1 This truth has found ingenuous expression in the liturgical prayer of the Israelites, who give thanks to God that he has not made them women. The women, for their part, give thanks to God that he has made them according to his good pleasure.


§ 2. THE NOTION OF MAN.

To suppose with the poet that man is "A fallen deity, with memories of heaven," is to assign to him a nature consistent only with pantheism. From the biblical point of view, which we occupy, man has not fallen from heaven, having never been there. He is not a part of God, but only a perishable creature endowed with a certain aptitude for immortality. Sin, the parent of death, has diminished that aptitude, and will in the end destroy it, if not itself rooted out. The wild tree that bears only acid fruits is valuable only on condition of being grafted; if, endowed with liberty, it refuses the graft, it is good for nothing except to be burnt. In the spring-time the ground is strewed with the vine shoots cut off by the vine-dresser, but when autumn comes the vine shows no sign of having suffered by the pruning; this vine is an emblem of the human race. A being of an intermediate nature, as Theophilus of Antioch expresses it, risen above animality and a candidate for immortality, man has power to choose between progress and retrogression, between the nothingness that is behind him and the imperishable life that is before him. In this domain God has granted him liberty without reserve.

This notion, which opens up to us the most sublime prospects, shuts out the titanic conception of a being who, when punished by the Monarch of the universe, would avenge himself by for ever pouring forth an inexhaustible torrent of curses and blasphemies.

1 It may here be noticed what a light is thus thrown upon the social problem.

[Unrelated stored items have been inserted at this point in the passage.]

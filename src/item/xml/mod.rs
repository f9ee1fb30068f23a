/// Streaming XML record source.
///
/// Documents are read forward-only with `quick-xml`. Each repeating item
/// element is expanded into an [`xml_reader::XmlNode`] tree on its own, so
/// memory use is bounded by the largest item, not the document.
pub mod xml_reader;

pub use xml_reader::XmlNode;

§ 3. THE CHRISTOLOGICAL NOTION.

A contributor to the Temoignage has affirmed that in Conditionalism "the divinity of Christ is superfluous." 1 There could not be a greater mistake. It is precisely upon the divinity of Jesus Christ that our hope of immortality depends; from our point of view there is much greater need for his divinity than there is from the traditional standpoint. It is, indeed, possible to conceive that the devotedness of a man might suffice to deliver us from impending ills, were they even eternal, and to procure the healing of our bodies or our souls. A created being may be able more or less to give happiness, to aid in our sanctification. But to communicate life eternal to a perishable creature is the work of the Almighty alone. If therefore, we obtain in Jesus an eternal life, in our view he can be no other than God himself manifest in the flesh. From the biblical standpoint there is no life apart from the Word, of which Jesus was the incarnation. This creative Word animates as well as enlightens every man that comes into the world. Unconverted sinners have no other light than the twilight afforded by Christ, the Sun of souls, not yet visible on their horizon or already set below it. For us Jesus is not merely something, he is everything. One of the principal characteristics of the doctrine that we are defending is that it exalts the unique glory of him whom the apostle Peter calls the Author of life. 2 Thus to enforce a doctrine and bring it into bold relief, does that look like hostility to it, does that make it seem superfluous?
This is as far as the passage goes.